◆ EXERCISE GOAL ◆
Each entry needs to be reproduced verbatim.

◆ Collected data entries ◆
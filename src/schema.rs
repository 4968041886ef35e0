//! JSON Schema (draft-07) describing the normalized registration record

use serde_json::Value;

// Embed schema at compile time
pub const USER_SCHEMA: &str = include_str!("../schemas/v1/user-schema.json");

pub fn user_schema() -> Result<Value, serde_json::Error> {
    serde_json::from_str(USER_SCHEMA)
}

#[cfg(test)]
mod tests {
    use super::*;

    #[test]
    fn test_user_schema_parses() {
        let schema = user_schema().unwrap();
        assert_eq!(schema["title"], "User");
        assert_eq!(
            schema["required"],
            serde_json::json!(["name", "age", "email", "is_employed", "address"])
        );
    }
}
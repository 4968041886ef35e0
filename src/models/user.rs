use serde::{Deserialize, Serialize};

/// Postal address embedded in a [`User`]. It has no identity of its own.
#[derive(Debug, Clone, PartialEq, Eq, Serialize, Deserialize)]
pub struct Address {
    pub city: String,
    pub street: String,
    pub house_number: i64,
}

/// A registration record that passed every field and cross-field check.
///
/// Field order here is the key order of the normalized JSON output.
#[derive(Debug, Clone, PartialEq, Eq, Serialize, Deserialize)]
pub struct User {
    pub name: String,
    pub age: i64,
    pub email: String,
    pub is_employed: bool,
    pub address: Address,
}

◆ OUTPUT FOR THIS TASK ◆
filename src/schema.rs
repository 4968041886ef35e0
//! JSON Schema (draft-07) describing the normalized registration record

use serde_json::Value;

// Embed schema at compile time
pub const USER_SCHEMA: &str = include_str!("../schemas/v1/user-schema.json");

pub fn user_schema() -> Result<Value, serde_json::Error> {
    serde_json::from_str(USER_SCHEMA)
}

#[cfg(test)]
mod tests {
    use super::*;

    #[test]
    fn test_user_schema_parses() {
        let schema = user_schema().unwrap();
        assert_eq!(schema["title"], "User");
        assert_eq!(
            schema["required"],
            serde_json::json!(["name", "age", "email", "is_employed", "address"])
        );
    }
}
repository 4968041886ef35e0
filename src/models/user.rs
use serde::{Deserialize, Serialize};

/// Postal address embedded in a [`User`]. It has no identity of its own.
#[derive(Debug, Clone, PartialEq, Eq, Serialize, Deserialize)]
pub struct Address {
    pub city: String,
    pub street: String,
    pub house_number: i64,
}

/// A registration record that passed every field and cross-field check.
///
/// Field order here is the key order of the normalized JSON output.
#[derive(Debug, Clone, PartialEq, Eq, Serialize, Deserialize)]
pub struct User {
    pub name: String,
    pub age: i64,
    pub email: String,
    pub is_employed: bool,
    pub address: Address,
}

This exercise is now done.